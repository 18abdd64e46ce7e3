//! Claude Code adapter — spawns the `claude` CLI with stream-json output.
//!
//! First runs go out without `--resume`; the session id captured from the
//! init event is written back to the task so later runs reload the
//! conversation.

use std::path::Path;
use std::sync::Arc;

use async_trait::async_trait;
use tokio::process::Command;

use super::{
    binary_on_path, spawn_and_pump, AgentAdapter, OutputSink, ProcessMap, SpawnedAgent,
    KILL_GRACE,
};
use crate::error::Result;
use crate::store::Task;

pub struct ClaudeAdapter {
    procs: Arc<ProcessMap>,
}

impl ClaudeAdapter {
    pub fn new() -> Self {
        Self {
            procs: ProcessMap::new(),
        }
    }

    fn command(task: &Task, workdir: &Path, prompt: &str, resume: Option<&str>) -> Command {
        let mut cmd = Command::new("claude");
        cmd.arg("--print")
            .arg(prompt)
            .args(["--output-format", "stream-json", "--verbose"]);
        if task.dangerous_mode {
            cmd.arg("--dangerously-skip-permissions");
        }
        if let Some(sid) = resume {
            cmd.args(["--resume", sid]);
        }
        cmd.current_dir(workdir);
        cmd
    }
}

impl Default for ClaudeAdapter {
    fn default() -> Self {
        Self::new()
    }
}

#[async_trait]
impl AgentAdapter for ClaudeAdapter {
    fn id(&self) -> &str {
        "claude"
    }

    fn installed(&self) -> bool {
        binary_on_path("claude")
    }

    async fn spawn(
        &self,
        task: &Task,
        workdir: &Path,
        prompt: &str,
        out: OutputSink,
    ) -> Result<SpawnedAgent> {
        let resume = (!task.agent_session_id.is_empty()).then_some(task.agent_session_id.as_str());
        let cmd = Self::command(task, workdir, prompt, resume);
        spawn_and_pump("claude", cmd, task.id, self.procs.clone(), out).await
    }

    async fn resume(
        &self,
        task: &Task,
        workdir: &Path,
        prompt: &str,
        feedback: &str,
        out: OutputSink,
    ) -> Result<SpawnedAgent> {
        // With a prior session the feedback alone is the new turn; the full
        // prompt is only needed when the conversation cannot be reloaded.
        let (text, resume) = if task.agent_session_id.is_empty() {
            (compose_with_feedback(prompt, feedback), None)
        } else {
            let text = if feedback.is_empty() {
                "Continue the task.".to_string()
            } else {
                feedback.to_string()
            };
            (text, Some(task.agent_session_id.as_str()))
        };
        let cmd = Self::command(task, workdir, &text, resume);
        spawn_and_pump("claude", cmd, task.id, self.procs.clone(), out).await
    }

    async fn send_input(&self, task_id: i64, input: &str) -> Result<()> {
        self.procs.send_input(task_id, input).await
    }

    async fn suspend(&self, task_id: i64) -> Result<()> {
        self.procs.suspend(task_id).await
    }

    async fn resume_process(&self, task_id: i64) -> Result<()> {
        self.procs.resume(task_id).await
    }

    async fn kill(&self, task_id: i64) -> Result<()> {
        self.procs.kill(task_id, KILL_GRACE).await
    }

    async fn pid(&self, task_id: i64) -> Option<u32> {
        self.procs.pid(task_id).await
    }
}

pub(super) fn compose_with_feedback(prompt: &str, feedback: &str) -> String {
    if feedback.is_empty() {
        prompt.to_string()
    } else {
        format!("{prompt}\n\n# User feedback\n\n{feedback}")
    }
}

+ + + + +

In the entries, how many lines include the string "Result"? Only the number should be given.

7